_The task_
A verbatim transcript of the lines below, starting at the first and ending with the one that holds "filename crates/pagescan-bridge/src/replay.rs", is what should be produced.

_Dataset entries_
BEGIN
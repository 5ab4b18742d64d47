// SPDX-License-Identifier: PMPL-1.0-or-later
// Copyright (c) 2026 Jonathan D.A. Jewell (hyperpolymath) <jonathan.jewell@open.ac.uk>
//
// Pagescan — Core types, quad geometry, and error definitions shared across
// all crates.

pub mod config;
pub mod error;
pub mod geometry;
pub mod human_errors;
pub mod types;

pub use config::ScannerConfig;
pub use error::ScanError;
pub use types::*;
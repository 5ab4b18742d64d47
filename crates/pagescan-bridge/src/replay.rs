// SPDX-License-Identifier: PMPL-1.0-or-later
// Copyright (c) 2026 Jonathan D.A. Jewell (hyperpolymath) <jonathan.jewell@open.ac.uk>
//
// Replay capture — serves recorded frames as a live camera.
//
// Each device holds a list of frames; `grab_frame` walks through them and
// repeats the last one once exhausted. Context checks, permission, transient
// busy failures, and per-method capture failures can all be scripted, and
// shared counters record how many streams are open.

use std::sync::Arc;
use std::sync::atomic::{AtomicU32, AtomicUsize, Ordering};

use image::RgbaImage;
use pagescan_core::error::{CameraUnavailableReason, Result, ScanError};
use pagescan_core::{CameraConfig, DeviceId, DeviceInfo, Resolution};
use tracing::{debug, info};

use crate::traits::{MediaCapture, VideoStream};

/// A scripted video input device.
#[derive(Debug, Clone)]
pub struct ReplayDevice {
    info: DeviceInfo,
    frames: Arc<[RgbaImage]>,
    torch: bool,
    grab_fails: bool,
    photo_fails: bool,
}

impl ReplayDevice {
    pub fn new(id: impl Into<String>, label: Option<&str>, frames: Vec<RgbaImage>) -> Self {
        Self {
            info: DeviceInfo {
                id: DeviceId::new(id),
                label: label.map(str::to_owned),
            },
            frames: frames.into(),
            torch: false,
            grab_fails: false,
            photo_fails: false,
        }
    }

    pub fn with_torch(mut self) -> Self {
        self.torch = true;
        self
    }

    /// Make `grab_frame` fail on every stream of this device.
    pub fn failing_grab(mut self) -> Self {
        self.grab_fails = true;
        self
    }

    /// Make `take_photo` fail on every stream of this device.
    pub fn failing_photo(mut self) -> Self {
        self.photo_fails = true;
        self
    }

    pub fn info(&self) -> &DeviceInfo {
        &self.info
    }
}

#[derive(Debug, Default)]
struct Counters {
    acquisitions: AtomicUsize,
    open_streams: AtomicUsize,
    max_open_streams: AtomicUsize,
    busy_remaining: AtomicU32,
}

/// Snapshot of replay activity.
#[derive(Debug, Clone, Copy, PartialEq, Eq)]
pub struct ReplayStats {
    /// Successful `acquire` calls.
    pub acquisitions: usize,
    /// Streams currently live.
    pub open_streams: usize,
    /// Highest number of simultaneously live streams seen.
    pub max_open_streams: usize,
}

/// [`MediaCapture`] backed by in-memory frames.
#[derive(Debug, Clone)]
pub struct ReplayCapture {
    devices: Vec<ReplayDevice>,
    secure: bool,
    permission_granted: bool,
    counters: Arc<Counters>,
}

impl Default for ReplayCapture {
    fn default() -> Self {
        Self::new()
    }
}

impl ReplayCapture {
    pub fn new() -> Self {
        Self {
            devices: Vec::new(),
            secure: true,
            permission_granted: true,
            counters: Arc::new(Counters::default()),
        }
    }

    pub fn with_device(mut self, device: ReplayDevice) -> Self {
        self.devices.push(device);
        self
    }

    /// Behave as an insecure (non-HTTPS) context.
    pub fn insecure(mut self) -> Self {
        self.secure = false;
        self
    }

    /// Refuse every acquisition with `PermissionDenied`.
    pub fn deny_permission(mut self) -> Self {
        self.permission_granted = false;
        self
    }

    /// Fail the next `count` acquisitions with `DeviceBusy`.
    pub fn busy_for(self, count: u32) -> Self {
        self.counters.busy_remaining.store(count, Ordering::SeqCst);
        self
    }

    pub fn stats(&self) -> ReplayStats {
        ReplayStats {
            acquisitions: self.counters.acquisitions.load(Ordering::SeqCst),
            open_streams: self.counters.open_streams.load(Ordering::SeqCst),
            max_open_streams: self.counters.max_open_streams.load(Ordering::SeqCst),
        }
    }
}

impl MediaCapture for ReplayCapture {
    fn platform_name(&self) -> &str {
        "Replay"
    }

    fn is_supported(&self) -> bool {
        true
    }

    fn is_secure_context(&self) -> bool {
        self.secure
    }

    fn enumerate_devices(&self) -> Result<Vec<DeviceInfo>> {
        Ok(self.devices.iter().map(|d| d.info.clone()).collect())
    }

    fn acquire(&self, config: &CameraConfig) -> Result<Box<dyn VideoStream>> {
        if !self.permission_granted {
            return Err(ScanError::CameraUnavailable(
                CameraUnavailableReason::PermissionDenied,
            ));
        }

        let busy = self
            .counters
            .busy_remaining
            .fetch_update(Ordering::SeqCst, Ordering::SeqCst, |n| n.checked_sub(1))
            .is_ok();
        if busy {
            debug!("Replay device reported busy");
            return Err(ScanError::CameraUnavailable(CameraUnavailableReason::DeviceBusy));
        }

        let device = match &config.device_id {
            Some(id) => self.devices.iter().find(|d| &d.info.id == id),
            None => self.devices.first(),
        }
        .ok_or(ScanError::CameraUnavailable(CameraUnavailableReason::NoDevices))?;

        self.counters.acquisitions.fetch_add(1, Ordering::SeqCst);
        let open = self.counters.open_streams.fetch_add(1, Ordering::SeqCst) + 1;
        self.counters.max_open_streams.fetch_max(open, Ordering::SeqCst);
        info!(device = %device.info.id, open, "Replay stream acquired");

        Ok(Box::new(ReplayStream {
            device: device.clone(),
            cursor: 0,
            torch_on: false,
            live: true,
            counters: Arc::clone(&self.counters),
        }))
    }
}

struct ReplayStream {
    device: ReplayDevice,
    cursor: usize,
    torch_on: bool,
    live: bool,
    counters: Arc<Counters>,
}

impl ReplayStream {
    fn ensure_live(&self) -> Result<()> {
        if self.live {
            Ok(())
        } else {
            Err(ScanError::CaptureFailed("stream has been stopped".into()))
        }
    }

    fn current(&self) -> Result<RgbaImage> {
        let frames = &self.device.frames;
        let last = frames
            .len()
            .checked_sub(1)
            .ok_or_else(|| ScanError::CaptureFailed("device has no frames".into()))?;
        Ok(frames[self.cursor.min(last)].clone())
    }
}

impl VideoStream for ReplayStream {
    fn device_id(&self) -> &DeviceId {
        &self.device.info.id
    }

    fn resolution(&self) -> Resolution {
        self.device
            .frames
            .first()
            .map(|f| Resolution::new(f.width(), f.height()))
            .unwrap_or_default()
    }

    fn grab_frame(&mut self) -> Result<RgbaImage> {
        self.ensure_live()?;
        if self.device.grab_fails {
            return Err(ScanError::CaptureFailed("grab_frame unavailable".into()));
        }
        let frame = self.current()?;
        self.cursor += 1;
        Ok(frame)
    }

    fn take_photo(&mut self) -> Result<RgbaImage> {
        self.ensure_live()?;
        if self.device.photo_fails {
            return Err(ScanError::CaptureFailed("take_photo unavailable".into()));
        }
        // A still shows what the preview last showed.
        let frame = self.cursor.saturating_sub(1);
        let frames = &self.device.frames;
        frames
            .get(frame.min(frames.len().saturating_sub(1)))
            .cloned()
            .ok_or_else(|| ScanError::CaptureFailed("device has no frames".into()))
    }

    fn supports_torch(&self) -> bool {
        self.device.torch
    }

    fn set_torch(&mut self, enabled: bool) -> Result<()> {
        if !self.device.torch {
            return Err(ScanError::TorchUnsupported);
        }
        self.torch_on = enabled;
        Ok(())
    }

    fn stop(&mut self) {
        if self.live {
            self.live = false;
            self.counters.open_streams.fetch_sub(1, Ordering::SeqCst);
            debug!(device = %self.device.info.id, "Replay stream stopped");
        }
    }

    fn is_live(&self) -> bool {
        self.live
    }
}

impl Drop for ReplayStream {
    fn drop(&mut self) {
        self.stop();
    }
}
END
_Response box_
repository 5ab4b18742d64d47
// SPDX-License-Identifier: PMPL-1.0-or-later
// Copyright (c) 2026 Jonathan D.A. Jewell (hyperpolymath) <jonathan.jewell@open.ac.uk>
//
// Pagescan — Core types, quad geometry, and error definitions shared across
// all crates.

pub mod config;
pub mod error;
pub mod geometry;
pub mod human_errors;
pub mod types;

pub use config::ScannerConfig;
pub use error::ScanError;
pub use types::*;
repository 5ab4b18742d64d47
filename crates/pagescan-bridge/src/replay.rs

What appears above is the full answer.